= Goal of the exercise =
This task is to restate all of the entries exactly.

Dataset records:
---

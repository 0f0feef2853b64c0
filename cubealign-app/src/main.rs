//! Cube alignment session runner.
//!
//! Drives a full session against the in-memory scene with a scripted
//! participant standing in for hand tracking.
//!
//! ```bash
//! # default 20-trial session, simulated time
//! cubealign
//!
//! # left-handed participant 7, paced at 90 Hz, results to disk
//! cubealign --participant 7 --left-handed --tick-rate 90 --realtime --results p7.json
//! ```

mod app;
mod participant;

use anyhow::Context;
use app::{App, RunOptions};
use clap::Parser;
use cubealign_core::Handedness;
use cubealign_experiment::SessionConfig;
use participant::Skill;
use std::path::PathBuf;
use std::time::Duration;
use tracing::{Level, info};
use tracing_subscriber::FmtSubscriber;

#[derive(Parser, Debug)]
#[command(name = "cubealign")]
#[command(author, version, about = "Die-to-target alignment trials", long_about = None)]
struct Cli {
    /// Logging verbosity level
    #[arg(short, long, default_value = "info")]
    log_level: String,

    /// Session config as JSON; flags below override its fields
    #[arg(short, long)]
    config: Option<PathBuf>,

    #[arg(short, long)]
    participant: Option<u32>,

    #[arg(long)]
    left_handed: bool,

    #[arg(long)]
    max_trials: Option<u32>,

    /// Meters
    #[arg(long)]
    position_threshold: Option<f64>,

    /// Degrees
    #[arg(long)]
    rotation_threshold: Option<f64>,

    /// Seconds on target to complete a trial
    #[arg(long)]
    dwell: Option<f64>,

    /// Seconds before a trial times out
    #[arg(long)]
    timeout: Option<f64>,

    /// Simulation ticks per second
    #[arg(long, default_value = "72")]
    tick_rate: f64,

    /// Pace ticks against the wall clock
    #[arg(long)]
    realtime: bool,

    #[arg(long)]
    seed: Option<u64>,

    /// Write per-trial results as JSON
    #[arg(short, long)]
    results: Option<PathBuf>,

    #[arg(long, default_value = "0.1")]
    fumble_chance: f64,

    #[arg(long, default_value = "0.1")]
    reset_chance: f64,

    /// Give up on the session after this many simulated seconds
    #[arg(long, default_value = "3600")]
    max_session_secs: u64,
}

impl Cli {
    fn session_config(&self) -> anyhow::Result<SessionConfig> {
        let mut config = match &self.config {
            Some(path) => SessionConfig::from_json_file(path)
                .with_context(|| format!("loading {}", path.display()))?,
            None => SessionConfig::default(),
        };

        if let Some(num) = self.participant {
            config.participant_num = num;
        }
        if self.left_handed {
            config.handedness = Handedness::Left;
        }
        if let Some(max) = self.max_trials {
            config.max_trial_num = max;
        }
        if let Some(threshold) = self.position_threshold {
            config.position_threshold = threshold;
        }
        if let Some(threshold) = self.rotation_threshold {
            config.rotation_threshold_deg = threshold;
        }
        if let Some(dwell) = self.dwell {
            config.dwell_threshold = dwell;
        }
        if let Some(timeout) = self.timeout {
            config.timeout_threshold = timeout;
        }

        config.validate()?;
        Ok(config)
    }

    fn run_options(&self) -> RunOptions {
        RunOptions {
            tick_rate_hz: self.tick_rate,
            realtime: self.realtime,
            seed: self.seed.unwrap_or_else(rand::random),
            results: self.results.clone(),
            max_session: Duration::from_secs(self.max_session_secs),
            skill: Skill {
                fumble_chance: self.fumble_chance,
                reset_chance: self.reset_chance,
                ..Skill::default()
            },
        }
    }
}

fn main() -> anyhow::Result<()> {
    let cli = Cli::parse();

    // Initialize logging
    let log_level = match cli.log_level.to_lowercase().as_str() {
        "trace" => Level::TRACE,
        "debug" => Level::DEBUG,
        "info" => Level::INFO,
        "warn" => Level::WARN,
        "error" => Level::ERROR,
        _ => Level::INFO,
    };

    let subscriber = FmtSubscriber::builder()
        .with_max_level(log_level)
        .with_target(true)
        .with_thread_ids(false)
        .with_file(false)
        .with_line_number(false)
        .finish();

    tracing::subscriber::set_global_default(subscriber)?;

    info!("cubealign v{}", env!("CARGO_PKG_VERSION"));

    let config = cli.session_config()?;
    let options = cli.run_options();
    info!(seed = options.seed, "participant seed");

    App::new(config, options)?.run()
}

---

= Task result =
repository 0f0feef2853b64c0
filename cubealign-app/src/main.rs
//! Cube alignment session runner.
//!
//! Drives a full session against the in-memory scene with a scripted
//! participant standing in for hand tracking.
//!
//! ```bash
//! # default 20-trial session, simulated time
//! cubealign
//!
//! # left-handed participant 7, paced at 90 Hz, results to disk
//! cubealign --participant 7 --left-handed --tick-rate 90 --realtime --results p7.json
//! ```

mod app;
mod participant;

use anyhow::Context;
use app::{App, RunOptions};
use clap::Parser;
use cubealign_core::Handedness;
use cubealign_experiment::SessionConfig;
use participant::Skill;
use std::path::PathBuf;
use std::time::Duration;
use tracing::{Level, info};
use tracing_subscriber::FmtSubscriber;

#[derive(Parser, Debug)]
#[command(name = "cubealign")]
#[command(author, version, about = "Die-to-target alignment trials", long_about = None)]
struct Cli {
    /// Logging verbosity level
    #[arg(short, long, default_value = "info")]
    log_level: String,

    /// Session config as JSON; flags below override its fields
    #[arg(short, long)]
    config: Option<PathBuf>,

    #[arg(short, long)]
    participant: Option<u32>,

    #[arg(long)]
    left_handed: bool,

    #[arg(long)]
    max_trials: Option<u32>,

    /// Meters
    #[arg(long)]
    position_threshold: Option<f64>,

    /// Degrees
    #[arg(long)]
    rotation_threshold: Option<f64>,

    /// Seconds on target to complete a trial
    #[arg(long)]
    dwell: Option<f64>,

    /// Seconds before a trial times out
    #[arg(long)]
    timeout: Option<f64>,

    /// Simulation ticks per second
    #[arg(long, default_value = "72")]
    tick_rate: f64,

    /// Pace ticks against the wall clock
    #[arg(long)]
    realtime: bool,

    #[arg(long)]
    seed: Option<u64>,

    /// Write per-trial results as JSON
    #[arg(short, long)]
    results: Option<PathBuf>,

    #[arg(long, default_value = "0.1")]
    fumble_chance: f64,

    #[arg(long, default_value = "0.1")]
    reset_chance: f64,

    /// Give up on the session after this many simulated seconds
    #[arg(long, default_value = "3600")]
    max_session_secs: u64,
}

impl Cli {
    fn session_config(&self) -> anyhow::Result<SessionConfig> {
        let mut config = match &self.config {
            Some(path) => SessionConfig::from_json_file(path)
                .with_context(|| format!("loading {}", path.display()))?,
            None => SessionConfig::default(),
        };

        if let Some(num) = self.participant {
            config.participant_num = num;
        }
        if self.left_handed {
            config.handedness = Handedness::Left;
        }
        if let Some(max) = self.max_trials {
            config.max_trial_num = max;
        }
        if let Some(threshold) = self.position_threshold {
            config.position_threshold = threshold;
        }
        if let Some(threshold) = self.rotation_threshold {
            config.rotation_threshold_deg = threshold;
        }
        if let Some(dwell) = self.dwell {
            config.dwell_threshold = dwell;
        }
        if let Some(timeout) = self.timeout {
            config.timeout_threshold = timeout;
        }

        config.validate()?;
        Ok(config)
    }

    fn run_options(&self) -> RunOptions {
        RunOptions {
            tick_rate_hz: self.tick_rate,
            realtime: self.realtime,
            seed: self.seed.unwrap_or_else(rand::random),
            results: self.results.clone(),
            max_session: Duration::from_secs(self.max_session_secs),
            skill: Skill {
                fumble_chance: self.fumble_chance,
                reset_chance: self.reset_chance,
                ..Skill::default()
            },
        }
    }
}

fn main() -> anyhow::Result<()> {
    let cli = Cli::parse();

    // Initialize logging
    let log_level = match cli.log_level.to_lowercase().as_str() {
        "trace" => Level::TRACE,
        "debug" => Level::DEBUG,
        "info" => Level::INFO,
        "warn" => Level::WARN,
        "error" => Level::ERROR,
        _ => Level::INFO,
    };

    let subscriber = FmtSubscriber::builder()
        .with_max_level(log_level)
        .with_target(true)
        .with_thread_ids(false)
        .with_file(false)
        .with_line_number(false)
        .finish();

    tracing::subscriber::set_global_default(subscriber)?;

    info!("cubealign v{}", env!("CARGO_PKG_VERSION"));

    let config = cli.session_config()?;
    let options = cli.run_options();
    info!(seed = options.seed, "participant seed");

    App::new(config, options)?.run()
}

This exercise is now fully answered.